Je lui souhaite prompt rétablissement.

Sur les centaines de ministres qui se sont succédés dans les dix gouvernements formés après le 14 janvier 2011, son nom figure parmi les rares retenus par les masses.

Pour  beaucoup, en comparaison avec  tous les chefs de gouvernement qui l’ont précédés et succédés il a servi et su dire non au bon moment et sortir dans la dignité.

Ambassadeur à New Delhi en 2008, j’ai eu l’occasion de le recevoir  longuement  à la Résidence de Tunisie par deux fois. Il était à cette époque Directeur-adjoint au Conseil oléicole international, Madrid, en mission officielle à Delhi pour promouvoir les politiques du Conseil. A cette occasion, il m’avait entretenu de sa longue expérience du domaine agricole et de ses états de service au ministère de l’agriculture, dans l’administration centrale et dans les Centres régionaux de développement agricole CRDA  dans les villes de Kairouan, Tozeur, Bizerte … et de son amour pour l’agriculture et les oliviers. Sa longue expérience des régions en Tunisie, du nord jusqu’au sud en passant par le centre ont forgé chez lui cette connaissance approfondie des Tunisiens. Il aimait toujours répéter à ses collaborateurs : “endurcissez vous, les moments de répit, de joie et de bonheur sont éphémères “اخشوشنوا ان الحضارة لاتدوم…Il aimait également à répéter qu’il est fils de maçon dans le Sahel tunisien et qu’il s’est forgé à l’œuvre à l’école de la République , l’école de Bourguiba.

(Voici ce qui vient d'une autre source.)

impl GatewayManager {
    /// Create a new gateway manager with the specified message handler timeout.
    ///
    /// Events are handled concurrently, one task per event, so a slow upload
    /// from one chat never holds up button presses from another.
    pub fn new(message_handler_timeout: Duration) -> Self {
        Self {
            inner: Arc::new(RwLock::new(GatewayManagerInner {
                gateways: HashMap::new(),
                handler: None,
                message_handler_timeout,
                event_handles: Vec::new(),
            })),
        }
    }

    /// Set the message handler for incoming gateway events.
    pub async fn set_handler(&self, handler: Arc<dyn MessageHandler>) {
        let mut inner = self.inner.write().await;
        inner.handler = Some(handler);
    }

    /// Register a gateway and get channels for communication.
    ///
    /// Returns:
    /// - `Receiver<GatewayCommand>`: Gateway receives commands from scripthost
    /// - `Sender<GatewayEvent>`: Gateway sends events to scripthost
    pub async fn register(
        &self,
        name: impl Into<String>,
        capabilities: Vec<String>,
    ) -> (mpsc::Receiver<GatewayCommand>, mpsc::Sender<GatewayEvent>) {
        let name = name.into();
        let (cmd_tx, cmd_rx) = mpsc::channel(100);
        let (evt_tx, evt_rx) = mpsc::channel(100);

        let handle = GatewayHandle {
            name: name.clone(),
            command_tx: cmd_tx,
            capabilities,
        };

        {
            let mut inner = self.inner.write().await;
            inner.gateways.insert(name.clone(), handle);
        }

        let manager = self.clone();
        let gateway_name = name.clone();
        let join_handle = tokio::spawn(async move {
            manager.handle_events(gateway_name, evt_rx).await;
        });

        {
            let mut inner = self.inner.write().await;
            inner.event_handles.push(join_handle);
        }

        info!(gateway = %name, "Gateway registered");
        (cmd_rx, evt_tx)
    }

    /// Unregister a gateway.
    pub async fn unregister(&self, name: &str) {
        let mut inner = self.inner.write().await;
        if inner.gateways.remove(name).is_some() {
            info!(gateway = %name, "Gateway unregistered");
        }
    }

    /// Get a gateway handle by name.
    pub async fn get(&self, name: &str) -> Option<GatewayHandle> {
        let inner = self.inner.read().await;
        inner.gateways.get(name).cloned()
    }

    /// List all registered gateways.
    pub async fn list(&self) -> Vec<String> {
        let inner = self.inner.read().await;
        inner.gateways.keys().cloned().collect()
    }

    async fn command_tx(&self, gateway: &str) -> Result<mpsc::Sender<GatewayCommand>, SendError> {
        let inner = self.inner.read().await;
        match inner.gateways.get(gateway) {
            Some(handle) => Ok(handle.command_tx.clone()),
            None => {
                warn!(gateway = %gateway, "Gateway not found");
                Err(SendError::ChannelClosed)
            }
        }
    }

    /// Send a reply (with its keyboards) through a gateway.
    pub async fn send_reply(
        &self,
        gateway: &str,
        chat_id: &str,
        reply: Reply,
        reply_to: Option<String>,
    ) -> Result<(), SendError> {
        let tx = self.command_tx(gateway).await?;
        let command = GatewayCommand::SendMessage {
            request_id: ulid::Ulid::new().to_string(),
            chat_id: chat_id.to_string(),
            content: reply.text,
            reply_to,
            inline_keyboard: reply.inline_keyboard,
            reply_keyboard: reply.reply_keyboard,
        };
        tx.send(command).await.map_err(|_| SendError::ChannelClosed)
    }

    /// Replace the text and inline keyboard of an existing message.
    pub async fn edit_message(
        &self,
        gateway: &str,
        chat_id: &str,
        message_id: &str,
        reply: Reply,
    ) -> Result<(), SendError> {
        let tx = self.command_tx(gateway).await?;
        let command = GatewayCommand::EditMessage {
            request_id: ulid::Ulid::new().to_string(),
            chat_id: chat_id.to_string(),
            message_id: message_id.to_string(),
            content: reply.text,
            inline_keyboard: reply.inline_keyboard,
        };
        tx.send(command).await.map_err(|_| SendError::ChannelClosed)
    }

    /// Send typing indicator through a gateway.
    pub async fn send_typing(&self, gateway: &str, chat_id: &str) -> Result<(), SendError> {
        let tx = self.command_tx(gateway).await?;
        let command = GatewayCommand::SendTyping {
            chat_id: chat_id.to_string(),
            duration: 5,
        };
        tx.send(command).await.map_err(|_| SendError::ChannelClosed)
    }

    /// Answer a callback query with an optional notification text.
    ///
    /// This dismisses the loading indicator on the button.
    pub async fn answer_callback_query(
        &self,
        gateway: &str,
        callback_query_id: &str,
        text: Option<String>,
        show_alert: bool,
    ) -> Result<(), SendError> {
        let tx = self.command_tx(gateway).await?;
        let command = GatewayCommand::AnswerCallbackQuery {
            request_id: ulid::Ulid::new().to_string(),
            callback_query_id: callback_query_id.to_string(),
            text,
            show_alert,
        };
        tx.send(command).await.map_err(|_| SendError::ChannelClosed)
    }

    /// Shutdown all gateways gracefully.
    pub async fn shutdown(&self) {
        let gateways = {
            let inner = self.inner.read().await;
            inner
                .gateways
                .iter()
                .map(|(k, v)| (k.clone(), v.command_tx.clone()))
                .collect::<Vec<_>>()
        };

        for (name, tx) in gateways {
            debug!(gateway = %name, "Sending shutdown to gateway");
            let _ = tx.send(GatewayCommand::Shutdown).await;
        }

        let handles = {
            let mut inner = self.inner.write().await;
            std::mem::take(&mut inner.event_handles)
        };
        for handle in handles {
            let _ = handle.await;
        }
    }

    /// Handle events from a gateway.
    async fn handle_events(&self, gateway: String, mut rx: mpsc::Receiver<GatewayEvent>) {
        let mut inflight = tokio::task::JoinSet::new();

        while let Some(event) = rx.recv().await {
            // Reap completed handler tasks
            while inflight.try_join_next().is_some() {}

            match event {
                GatewayEvent::Ready {
                    gateway: gw_name,
                    version,
                    capabilities,
                } => {
                    info!(
                        gateway = %gateway,
                        reported_name = %gw_name,
                        version = %version,
                        capabilities = ?capabilities,
                        "Gateway ready"
                    );
                }

                GatewayEvent::MessageReceived(data) => {
                    debug!(
                        gateway = %gateway,
                        message_id = %data.message_id,
                        chat_id = %data.chat_id,
                        sender_id = %data.sender.id,
                        "Message received from gateway"
                    );

                    let Some((handler, handler_timeout)) = self.handler().await else {
                        warn!(gateway = %gateway, "No message handler registered");
                        continue;
                    };
                    let manager = self.clone();
                    let gateway = gateway.clone();

                    inflight.spawn(async move {
                        if matches!(data.content, MessageContent::Document { .. }) {
                            let _ = manager.send_typing(&gateway, &data.chat_id).await;
                        }

                        let reply = match tokio::time::timeout(
                            handler_timeout,
                            handler.handle_message(&gateway, &data),
                        )
                        .await
                        {
                            Ok(reply) => reply,
                            Err(_elapsed) => {
                                warn!(
                                    gateway = %gateway,
                                    chat_id = %data.chat_id,
                                    timeout_secs = handler_timeout.as_secs(),
                                    "Message handler timed out"
                                );
                                Some(Reply::text(
                                    "Sorry, the request timed out. Please try again.",
                                ))
                            }
                        };

                        if let Some(reply) = reply
                            && let Err(e) = manager
                                .send_reply(
                                    &gateway,
                                    &data.chat_id,
                                    reply,
                                    Some(data.message_id.clone()),
                                )
                                .await
                        {
                            error!(
                                gateway = %gateway,
                                chat_id = %data.chat_id,
                                error = %e,
                                "Failed to send response"
                            );
                        }
                    });
                }

                GatewayEvent::CallbackQuery(data) => {
                    debug!(
                        gateway = %gateway,
                        callback_query_id = %data.callback_query_id,
                        chat_id = %data.chat_id,
                        data = %data.data,
                        "Callback query received"
                    );

                    let Some((handler, handler_timeout)) = self.handler().await else {
                        warn!(gateway = %gateway, "No message handler registered");
                        continue;
                    };
                    let manager = self.clone();
                    let gateway = gateway.clone();

                    inflight.spawn(async move {
                        let response = match tokio::time::timeout(
                            handler_timeout,
                            handler.handle_callback_query(&gateway, &data),
                        )
                        .await
                        {
                            Ok(response) => response,
                            Err(_elapsed) => {
                                warn!(
                                    gateway = %gateway,
                                    callback_query_id = %data.callback_query_id,
                                    timeout_secs = handler_timeout.as_secs(),
                                    "Callback query handler timed out"
                                );
                                CallbackResponse {
                                    text: Some("Request timed out".to_string()),
                                    show_alert: true,
                                    edit: None,
                                }
                            }
                        };

                        if let Err(e) = manager
                            .answer_callback_query(
                                &gateway,
                                &data.callback_query_id,
                                response.text,
                                response.show_alert,
                            )
                            .await
                        {
                            warn!(
                                gateway = %gateway,
                                callback_query_id = %data.callback_query_id,
                                error = %e,
                                "Failed to answer callback query"
                            );
                        }

                        if let Some(edit) = response.edit
                            && let Err(e) = manager
                                .edit_message(&gateway, &data.chat_id, &data.message_id, edit)
                                .await
                        {
                            warn!(
                                gateway = %gateway,
                                chat_id = %data.chat_id,
                                error = %e,
                                "Failed to refresh control panel"
                            );
                        }
                    });
                }

                GatewayEvent::CommandOk {
                    request_id,
                    message_id,
                } => {
                    debug!(
                        gateway = %gateway,
                        request_id = %request_id,
                        message_id = ?message_id,
                        "Command completed"
                    );
                }

                GatewayEvent::CommandError {
                    request_id,
                    code,
                    message,
                } => {
                    error!(
                        gateway = %gateway,
                        request_id = %request_id,
                        code = %code,
                        message = %message,
                        "Command failed"
                    );
                }

                GatewayEvent::Pong {
                    request_id,
                    uptime_seconds,
                    connected,
                } => {
                    debug!(
                        gateway = %gateway,
                        request_id = %request_id,
                        uptime_seconds = %uptime_seconds,
                        connected = %connected,
                        "Gateway pong"
                    );
                }

                GatewayEvent::Error {
                    code,
                    message,
                    fatal,
                } => {
                    if fatal {
                        error!(
                            gateway = %gateway,
                            code = %code,
                            message = %message,
                            "Fatal gateway error"
                        );
                        self.unregister(&gateway).await;
                    } else {
                        warn!(
                            gateway = %gateway,
                            code = %code,
                            message = %message,
                            "Gateway error"
                        );
                    }
                }

                GatewayEvent::Shutdown { reason } => {
                    info!(gateway = %gateway, reason = %reason, "Gateway shutdown");
                    self.unregister(&gateway).await;
                    break;
                }
            }
        }

        // Wait for in-flight handlers to complete
        while inflight.join_next().await.is_some() {}

        debug!(gateway = %gateway, "Gateway event handler stopped");
    }

    async fn handler(&self) -> Option<(Arc<dyn MessageHandler>, Duration)> {
        let inner = self.inner.read().await;
        inner
            .handler
            .clone()
            .map(|handler| (handler, inner.message_handler_timeout))
    }
}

Destitué de ses fonctions de Secrétaire d’Etat auprès du ministre de l’Agriculture chargé de l’environnement  suite à son rapport sur l’environnement  jugé trop audacieux par le Président Ben Ali, il avait  profité, m’avait il dit des heures creuses à la Compagnie ” Trapsa” ou’ il avait débarqué, avenue de la liberté  Tunis à quelques mètres de l’Ecole Supérieure “Bourguiba School” pour apprendre la langue espagnole. Courant 2015, j’ai en ma qualité d’ambassadeur, directeur général Europe/Union Européenne au ministère des Affaires étrangères, assisté aux nombreux entretiens accordés par lui dans son bureau à la Kasbah, à la demande, aux ambassadeurs européens accrédités à Tunis.

A la sortie, ces plénipotentiaires me faisaient souvent part de leur admiration de la personnalité du Chef du gouvernement, droit dans ses bottes, louant franchement ses qualités d’analyse, de rigueur et de clarté, se  félicitant de son ouverture d’esprit et de son ambition pour la Tunisie au moment où le pays avait  à répondre à des défis majeurs : la transition politique et économique et la lutte contre le terrorisme…

Habib Essid était desservi par les luttes de sérail au sein du parti Nida Tounes  dont le Président de fait, Hafedh Caied Essebssi, fils du Président de la République voulait mettre tout le monde, y compris le chef de gouvernement sous sa coupe. Mais sans succès avec la fermeté du chef du gouvernement qui lui avait toujours barré la route.

Jusqu’à la dernière minute, l’on se rappelle de cette plénière historique au Parlement qui a scellé son départ du gouvernement avec, l’organisation en  grandes pompes de l’arrivée de son successeur  jusque là Secrétaire d’état à l’agriculture et pratiquement sans aucun rayonnement, mais juste chouchou du Président  de la République (raisons strictement familiales!!!).

Schizophrénie en sus, la quasi totalité des membres de l’Assemblée qui s’étaient félicités de son bilan avaient voté pour sa destitution, administrant la preuve que la politique en Tunisie est un jeu à géométrie variable et que nombreux députés ne sont pas moins schizophrènes que les gens qui les avaient portés au Parlement.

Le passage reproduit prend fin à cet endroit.